# Input:
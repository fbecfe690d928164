//! # TUI Adapter
//!
//! The ratatui-specific layer. Handles terminal I/O, renders the UI,
//! and turns keyboard events into store operations on `App`.
//!
//! This is the only module that knows about ratatui and crossterm.
//!
//! ## Loop
//!
//! Each iteration:
//! 1. Apply pending router navigation (load the addressed chat, remount the page)
//! 2. Draw if something changed
//! 3. Poll and drain terminal events; project dialogs see keys first
//! 4. Drain actions sent by background run tasks
//! 5. Execute queued [`Effect`]s (spawn runs, save the chat, quit)
//!
//! ## Redraw Strategy
//!
//! While any run is streaming the loop redraws every ~80ms so the spinner
//! moves; otherwise it sleeps up to 500ms and only redraws on events.

mod component;
mod components;
mod event;
mod highlight;
mod ui;

use log::{debug, info, warn};
use std::io::stdout;
use std::path::{Path, PathBuf};
use std::sync::{Arc, mpsc};
use std::time::Duration;

use crossterm::cursor::{SetCursorStyle, Show};
use crossterm::event::{
    DisableBracketedPaste, DisableMouseCapture, EnableBracketedPaste, EnableMouseCapture,
    KeyboardEnhancementFlags, PopKeyboardEnhancementFlags, PushKeyboardEnhancementFlags,
};
use crossterm::execute;

use crate::core::action::{Action, Effect};
use crate::core::chat::{Chat, OutputKind, new_id};
use crate::core::chats;
use crate::core::config::ResolvedConfig;
use crate::core::project::{LocalProjectFs, ProjectFileManager};
use crate::core::router::{CHATS_PREFIX, HistoryRouter, Router, chat_path, parse_chat_id};
use crate::core::runner::{CodeRunner, ProcessRunner, RunChunk, RunRequest};
use crate::core::state::App;
use crate::tui::component::EventHandler;
use crate::tui::components::{
    ChatPage, ChatPageEvent, ChatPageState, ProjectButtons, ProjectEvent, SideBarState,
};
use crate::tui::event::{TuiEvent, poll_event_immediate, poll_event_timeout};

/// TUI-specific presentation state (not part of core business logic)
pub struct TuiState {
    pub page: ChatPageState,
}

impl TuiState {
    pub fn new(side_bar: SideBarState) -> Self {
        Self {
            page: ChatPageState::new(side_bar),
        }
    }
}

struct TerminalModeGuard;

impl TerminalModeGuard {
    fn new() -> std::io::Result<Self> {
        // Keyboard enhancement lets Shift+Enter through; terminals without it ignore the request
        execute!(
            stdout(),
            EnableMouseCapture,
            EnableBracketedPaste,
            Show,
            SetCursorStyle::SteadyBlock,
            PushKeyboardEnhancementFlags(
                KeyboardEnhancementFlags::DISAMBIGUATE_ESCAPE_CODES
                    | KeyboardEnhancementFlags::REPORT_EVENT_TYPES
            )
        )?;
        info!("Terminal modes enabled (mouse, bracketed paste, keyboard enhancement)");
        Ok(Self)
    }
}

impl Drop for TerminalModeGuard {
    fn drop(&mut self) {
        let _ = execute!(
            stdout(),
            PopKeyboardEnhancementFlags,
            DisableMouseCapture,
            DisableBracketedPaste,
        );
    }
}

/// Everything the loop needs to execute effects.
struct Services {
    runner: Arc<dyn CodeRunner>,
    run_timeout: Duration,
    chats_dir: Option<PathBuf>,
    tx: mpsc::Sender<Action>,
}

/// Run the terminal UI until the user quits. `initial_chat` opens that chat;
/// otherwise a fresh chat id is generated on mount.
pub fn run(config: ResolvedConfig, initial_chat: Option<String>) -> std::io::Result<()> {
    let chats_dir = match chats::chats_dir() {
        Ok(dir) => Some(dir),
        Err(e) => {
            warn!("Chat persistence disabled: {}", e);
            None
        }
    };

    let (tx, rx) = mpsc::channel();
    let services = Services {
        runner: Arc::new(ProcessRunner::new(config.interpreters.clone())),
        run_timeout: Duration::from_secs(config.run_timeout_secs),
        chats_dir,
        tx,
    };

    let mut app = App::from_config(Chat::new(String::new()), &config);
    let mut tui = TuiState::new(SideBarState::new(saved_chats(services.chats_dir.as_deref())));
    let initial_chat = initial_chat.filter(|id| {
        let valid = chats::is_valid_chat_id(id);
        if !valid {
            warn!("Ignoring invalid chat id {:?}", id);
        }
        valid
    });
    let mut router = HistoryRouter::new(match initial_chat {
        Some(id) => chat_path(&id),
        None => CHATS_PREFIX.to_string(),
    });
    let mut projects = ProjectFileManager::new(LocalProjectFs, config.project_dir.clone());

    let mut terminal = ratatui::init();
    let _terminal_mode_guard = TerminalModeGuard::new();

    let start_time = std::time::Instant::now();
    let mut needs_redraw = true;

    loop {
        if apply_navigation(&mut router, &mut app, &mut tui, &services) {
            needs_redraw = true;
        }

        let animating = !app.running.is_empty();
        if animating {
            needs_redraw = true;
        }

        if needs_redraw {
            let spinner_frame = (start_time.elapsed().as_secs_f32() * 12.0) as usize;
            terminal.draw(|f| ui::draw_ui(f, &mut app, &mut tui, &mut projects, spinner_frame))?;
            needs_redraw = false;
        }

        let timeout = if animating {
            Duration::from_millis(80)
        } else {
            Duration::from_millis(500)
        };
        let first_event = poll_event_timeout(timeout);
        if first_event.is_some() {
            needs_redraw = true;
        }

        for event in first_event
            .into_iter()
            .chain(std::iter::from_fn(poll_event_immediate))
        {
            match event {
                TuiEvent::Resize => continue,
                TuiEvent::ForceQuit => {
                    app.dispatch(Action::Quit);
                    continue;
                }
                TuiEvent::NewChat => {
                    router.navigate(CHATS_PREFIX);
                    continue;
                }
                _ => {}
            }

            // Project triggers, and any key while a project dialog is open
            let mut buttons = ProjectButtons::new(&mut projects);
            if buttons.dialog_visible()
                || matches!(event, TuiEvent::NewProject | TuiEvent::OpenProject)
            {
                match buttons.handle_event(&event) {
                    Some(ProjectEvent::Switched(dir)) => {
                        app.status_message = format!("Project: {}", dir.display());
                    }
                    Some(ProjectEvent::Cancelled) | None => {}
                }
                continue;
            }

            let project_dir = projects.current_project.clone();
            let page_event = ChatPage {
                state: &mut tui.page,
                app: &mut app,
                project_dir: project_dir.as_deref(),
                spinner_frame: 0,
            }
            .handle_event(&event);

            match page_event {
                Some(ChatPageEvent::OpenChat(id)) => router.navigate(&chat_path(&id)),
                Some(ChatPageEvent::NewChat) => router.navigate(CHATS_PREFIX),
                Some(ChatPageEvent::DeleteChat(id)) => {
                    delete_chat(&id, &mut app, &mut tui, &mut router, &services)
                }
                Some(ChatPageEvent::Submitted) | Some(ChatPageEvent::Code(_)) | None => {}
            }
        }

        // Actions from background runs
        while let Ok(action) = rx.try_recv() {
            needs_redraw = true;
            debug!("Event loop received: {:?}", action);
            app.dispatch(action);
        }

        if execute_effects(&mut app, &mut tui, &services) {
            break;
        }
    }

    save_chat(&app, &mut tui, services.chats_dir.as_deref());

    ratatui::restore();
    Ok(())
}

/// Follow router navigation: load the addressed chat and remount the page.
/// Returns true if anything changed.
fn apply_navigation(
    router: &mut HistoryRouter,
    app: &mut App,
    tui: &mut TuiState,
    services: &Services,
) -> bool {
    let mut changed = false;
    while let Some(path) = router.take_navigation() {
        changed = true;
        if let Some(id) = parse_chat_id(&path)
            && id != app.chat.id
        {
            save_chat(app, tui, services.chats_dir.as_deref());
            let chat = chats::load_or_new(services.chats_dir.as_deref(), id);
            app.dispatch(Action::LoadChat(chat));
        }
        // Navigates again (to a fresh id) when the path has none.
        tui.page.mount(router);
    }
    changed
}

/// Run queued effects. Returns true when the app should quit.
fn execute_effects(app: &mut App, tui: &mut TuiState, services: &Services) -> bool {
    let mut quit = false;
    for effect in app.take_effects() {
        match effect {
            Effect::SpawnRuns(requests) => {
                for request in requests {
                    spawn_run(request, services);
                }
            }
            Effect::SaveChat => save_chat(app, tui, services.chats_dir.as_deref()),
            Effect::Quit => quit = true,
            Effect::None => {}
        }
    }
    quit
}

fn saved_chats(dir: Option<&Path>) -> Vec<chats::ChatHeadline> {
    let Some(dir) = dir else {
        return Vec::new();
    };
    match chats::load_index(dir) {
        Ok(index) => index.chats,
        Err(e) => {
            warn!("Failed to read chat index: {}", e);
            Vec::new()
        }
    }
}

fn save_chat(app: &App, tui: &mut TuiState, dir: Option<&Path>) {
    let Some(dir) = dir else {
        return;
    };
    if let Err(e) = chats::save_chat(dir, &app.chat) {
        warn!("Failed to save chat {}: {}", app.chat.id, e);
        return;
    }
    tui.page.side_bar.set_chats(saved_chats(Some(dir)));
}

fn delete_chat(
    id: &str,
    app: &mut App,
    tui: &mut TuiState,
    router: &mut HistoryRouter,
    services: &Services,
) {
    let dir = services.chats_dir.as_deref();
    if let Some(dir) = dir
        && let Err(e) = chats::delete_chat(dir, id)
    {
        warn!("Failed to delete chat {}: {}", id, e);
        app.status_message = format!("Delete failed: {}", e);
        return;
    }
    tui.page.side_bar.set_chats(saved_chats(dir));

    // The open chat is gone: move to a fresh one without saving it back.
    if app.chat.id == id {
        let fresh = Chat::new(new_id());
        let path = chat_path(&fresh.id);
        app.dispatch(Action::LoadChat(fresh));
        router.navigate(&path);
    }
    app.status_message = String::from("Chat deleted");
}

/// Spawn a run on the tokio runtime. Its actions arrive on `services.tx`.
fn spawn_run(request: RunRequest, services: &Services) {
    info!(
        "Spawning {} run for {}/{}",
        request.language, request.group_id, request.message_id
    );
    tokio::spawn(drive_run(
        services.runner.clone(),
        request,
        services.run_timeout,
        services.tx.clone(),
    ));
}

/// Execute one run and forward its chunks as `OutputReceived` actions.
///
/// `RunFinished` is sent only after every chunk sender is gone, so a failure
/// or timeout output always lands before it.
async fn drive_run(
    runner: Arc<dyn CodeRunner>,
    request: RunRequest,
    timeout: Duration,
    tx: mpsc::Sender<Action>,
) {
    let (chunk_tx, mut chunk_rx) = tokio::sync::mpsc::channel::<RunChunk>(100);

    let run_request = request.clone();
    let execute = async move {
        let outcome =
            tokio::time::timeout(timeout, runner.run(&run_request, chunk_tx.clone())).await;
        let failure = match outcome {
            Ok(Ok(())) => None,
            Ok(Err(e)) => Some(e.to_string()),
            Err(_) => Some(format!("Run timed out after {}s", timeout.as_secs())),
        };
        if let Some(message) = failure {
            warn!("Run {} failed: {}", run_request.message_id, message);
            let chunk = RunChunk::Output {
                kind: OutputKind::Error,
                payload: message,
            };
            if chunk_tx.send(chunk).await.is_err() {
                warn!("Failed to report run failure: forwarder gone");
            }
        }
    };

    let forward = async {
        let mut forwarded = 0usize;
        while let Some(chunk) = chunk_rx.recv().await {
            let RunChunk::Output { kind, payload } = chunk;
            forwarded += 1;
            let action = Action::OutputReceived {
                group_id: request.group_id.clone(),
                message_id: request.message_id.clone(),
                kind,
                payload,
            };
            if tx.send(action).is_err() {
                warn!("Failed to forward run output: receiver dropped");
                return;
            }
        }
        info!(
            "Run {} closed after {} chunks",
            request.message_id, forwarded
        );
    };

    futures::future::join(execute, forward).await;

    let finished = Action::RunFinished {
        group_id: request.group_id,
        message_id: request.message_id,
    };
    if tx.send(finished).is_err() {
        warn!("Failed to send RunFinished: receiver dropped");
    }
}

# Assignment:
Examine the records above and state the number of lines that include "bool", with no further text.

# Task answer:
2